Samuel Furfari est ancien haut fonctionnaire européen, professeur de géopolitique de l’énergie et auteur de Énergie, mensonges d’État. La destruction organisée de la compétitivité de l’UE (L’artilleur, 2024). Les défenseurs de la PPE3 sont dans l’idéologie et non la rationalité, estime-t-il.
Epoch Times : Samuel Furfari, vous faites partie des experts opposés à la PPE3. Vous estimez qu’elle mise trop sur l’électrification des usages, notamment à travers les énergies renouvelables. Qu’est-ce que cela veut dire ?
Samuel Furfari : Tout d’abord, La demande en électricité n’augmente pas depuis quelques années en Europe et en France et ce, pour plusieurs raisons.
Nous sommes depuis longtemps en période de récession ou de stagnation économique, l’activité industrielle a diminué, entraînant avec elle une stabilisation de la demande.
Ensuite, il y a eu une nette réduction de la consommation d’électricité grâce à l’efficacité énergétique des appareils.

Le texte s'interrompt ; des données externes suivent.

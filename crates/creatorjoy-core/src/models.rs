//! Domain types for style profiles, boost history and generated boosts.
//!
//! Field names match the JSON documents the dashboard and the generation
//! workflow exchange (`script_1`, `hook_style`, `generated_at`, ...), so the
//! same types serve storage, the HTTP API and the webhook payload.

use chrono::{DateTime, Utc};
use serde::{Deserialize, Serialize};

/// Number of script sample slots on a style profile.
pub const MAX_SCRIPTS: usize = 10;

// ── Style profiles ───────────────────────────────────────────────────

/// Up to ten free-text script samples. Slot order carries no meaning.
#[derive(Debug, Clone, Default, PartialEq, Eq, Serialize, Deserialize)]
pub struct ScriptSamples {
    #[serde(default, skip_serializing_if = "Option::is_none")]
    pub script_1: Option<String>,
    #[serde(default, skip_serializing_if = "Option::is_none")]
    pub script_2: Option<String>,
    #[serde(default, skip_serializing_if = "Option::is_none")]
    pub script_3: Option<String>,
    #[serde(default, skip_serializing_if = "Option::is_none")]
    pub script_4: Option<String>,
    #[serde(default, skip_serializing_if = "Option::is_none")]
    pub script_5: Option<String>,
    #[serde(default, skip_serializing_if = "Option::is_none")]
    pub script_6: Option<String>,
    #[serde(default, skip_serializing_if = "Option::is_none")]
    pub script_7: Option<String>,
    #[serde(default, skip_serializing_if = "Option::is_none")]
    pub script_8: Option<String>,
    #[serde(default, skip_serializing_if = "Option::is_none")]
    pub script_9: Option<String>,
    #[serde(default, skip_serializing_if = "Option::is_none")]
    pub script_10: Option<String>,
}

impl ScriptSamples {
    fn slots(&self) -> [&Option<String>; MAX_SCRIPTS] {
        [
            &self.script_1,
            &self.script_2,
            &self.script_3,
            &self.script_4,
            &self.script_5,
            &self.script_6,
            &self.script_7,
            &self.script_8,
            &self.script_9,
            &self.script_10,
        ]
    }

    fn slots_mut(&mut self) -> [&mut Option<String>; MAX_SCRIPTS] {
        [
            &mut self.script_1,
            &mut self.script_2,
            &mut self.script_3,
            &mut self.script_4,
            &mut self.script_5,
            &mut self.script_6,
            &mut self.script_7,
            &mut self.script_8,
            &mut self.script_9,
            &mut self.script_10,
        ]
    }

    /// The non-blank samples, in slot order.
    pub fn texts(&self) -> impl Iterator<Item = &str> {
        self.slots()
            .into_iter()
            .filter_map(|s| s.as_deref())
            .filter(|s| !s.trim().is_empty())
    }

    /// Whether every slot is absent or blank.
    #[must_use]
    pub fn is_empty(&self) -> bool {
        self.texts().next().is_none()
    }

    /// Turn blank slots into `None` so they are not persisted.
    pub fn normalize(&mut self) {
        for slot in self.slots_mut() {
            if slot.as_deref().is_some_and(|s| s.trim().is_empty()) {
                *slot = None;
            }
        }
    }

    /// Overwrite the slots that are present in `patch`. A blank string in the
    /// patch clears the slot.
    pub fn apply(&mut self, mut patch: Self) {
        for (slot, update) in self.slots_mut().into_iter().zip(patch.slots_mut()) {
            if let Some(text) = update.take() {
                *slot = Some(text);
            }
        }
        self.normalize();
    }
}

/// Style summary derived by the external analysis workflow. Every field may
/// be missing; a profile is usable without any of them.
#[derive(Debug, Clone, Default, PartialEq, Eq, Serialize, Deserialize)]
pub struct StyleSummary {
    #[serde(default, skip_serializing_if = "Option::is_none")]
    pub tone: Option<String>,
    #[serde(default, skip_serializing_if = "Option::is_none")]
    pub hook_style: Option<String>,
    #[serde(default, skip_serializing_if = "Option::is_none")]
    pub structure: Option<String>,
    #[serde(default, skip_serializing_if = "Option::is_none")]
    pub common_phrases: Option<Vec<String>>,
    #[serde(default, skip_serializing_if = "Option::is_none")]
    pub writing_rules: Option<Vec<String>>,
}

impl StyleSummary {
    /// Overwrite the fields that are present in `patch`.
    pub fn apply(&mut self, patch: Self) {
        if patch.tone.is_some() {
            self.tone = patch.tone;
        }
        if patch.hook_style.is_some() {
            self.hook_style = patch.hook_style;
        }
        if patch.structure.is_some() {
            self.structure = patch.structure;
        }
        if patch.common_phrases.is_some() {
            self.common_phrases = patch.common_phrases;
        }
        if patch.writing_rules.is_some() {
            self.writing_rules = patch.writing_rules;
        }
    }
}

/// A named writing style: sample scripts plus an optional summary.
#[derive(Debug, Clone, PartialEq, Eq, Serialize, Deserialize)]
pub struct StyleProfile {
    pub id: String,
    pub name: String,
    #[serde(flatten)]
    pub scripts: ScriptSamples,
    pub created_at: DateTime<Utc>,
    #[serde(flatten)]
    pub summary: StyleSummary,
}

/// Input for creating a style profile; the store assigns `id` and
/// `created_at`.
#[derive(Debug, Clone, Default, PartialEq, Eq, Serialize, Deserialize)]
pub struct NewStyle {
    pub name: String,
    #[serde(flatten)]
    pub scripts: ScriptSamples,
    #[serde(flatten)]
    pub summary: StyleSummary,
}

impl NewStyle {
    /// A profile with a name and a single sample in `script_1`.
    pub fn with_script(name: impl Into<String>, script: impl Into<String>) -> Self {
        Self {
            name: name.into(),
            scripts: ScriptSamples {
                script_1: Some(script.into()),
                ..ScriptSamples::default()
            },
            summary: StyleSummary::default(),
        }
    }
}

/// Partial update for a style profile. Absent fields are left untouched.
#[derive(Debug, Clone, Default, PartialEq, Eq, Serialize, Deserialize)]
pub struct StylePatch {
    #[serde(default, skip_serializing_if = "Option::is_none")]
    pub name: Option<String>,
    #[serde(flatten)]
    pub scripts: ScriptSamples,
    #[serde(flatten)]
    pub summary: StyleSummary,
}

// ── Boost history ────────────────────────────────────────────────────

/// One generated boost as persisted by the generation workflow.
#[derive(Debug, Clone, PartialEq, Eq, Serialize, Deserialize)]
pub struct BoostHistory {
    pub id: String,
    /// Weak reference: the style may since have been deleted.
    pub style_id: String,
    #[serde(default)]
    pub idea: Option<String>,
    #[serde(default)]
    pub script: Option<String>,
    #[serde(default)]
    pub cta: Option<String>,
    pub generated_at: DateTime<Utc>,
}

/// A history record joined with the current name of its style.
#[derive(Debug, Clone, PartialEq, Eq, Serialize)]
pub struct HistoryEntry {
    #[serde(flatten)]
    pub record: BoostHistory,
    /// `None` when the style no longer exists.
    pub style_name: Option<String>,
}

/// A boost record submitted by the generation workflow.
#[derive(Debug, Clone, Default, PartialEq, Eq, Serialize, Deserialize)]
pub struct NewBoostRecord {
    pub style_id: String,
    #[serde(default)]
    pub idea: Option<String>,
    #[serde(default)]
    pub script: Option<String>,
    #[serde(default)]
    pub cta: Option<String>,
    /// The workflow's own timestamp; the store uses its clock when absent.
    #[serde(default)]
    pub generated_at: Option<DateTime<Utc>>,
}

// ── Generated boosts ─────────────────────────────────────────────────

/// A generated script and call-to-action for one idea.
#[derive(Debug, Clone, Default, PartialEq, Eq, Serialize, Deserialize)]
pub struct Boost {
    /// Echoed from the caller's input, never taken from the webhook.
    pub idea: String,
    pub script: String,
    pub cta: String,
}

À titre d’exemple, le programme européen EcoDesign a facilité la mise en place sur le marché d’appareils électroménagers qui consomment peu. Et les progrès continuent en la matière.
Par conséquent, quand j’entends les défenseurs de la PPE3 affirmer que nous allons avoir besoin de plus d’électricité, je me dis que nous sommes en plein dans l’idéologie et non dans la rationalité.
Ils ignorent d’ailleurs que l’énergie finale la plus consommée reste la chaleur et non l’électricité. L’électricité ne représente qu’environ 25 % de la demande d’énergie finale. En se focalisant sur l’électricité, ils mettent de côté 75 % de la problématique…
Cette stratégie du « tout électrique » via les énergies renouvelables n’est d’ailleurs pas sans conséquences sur le portefeuille des Français. Leur facture augmente depuis une dizaine d’années à cause de cette feuille de route européenne absurde.
La facture s’est tellement alourdie pour les citoyens européens que Mario Draghi a tiré la sonnette d’alarme dans son dernier rapport en septembre 2024.
Si nous ne faisons pas marche-arrière en termes de politique énergétique, les plus démunis vont être grandement pénalisés.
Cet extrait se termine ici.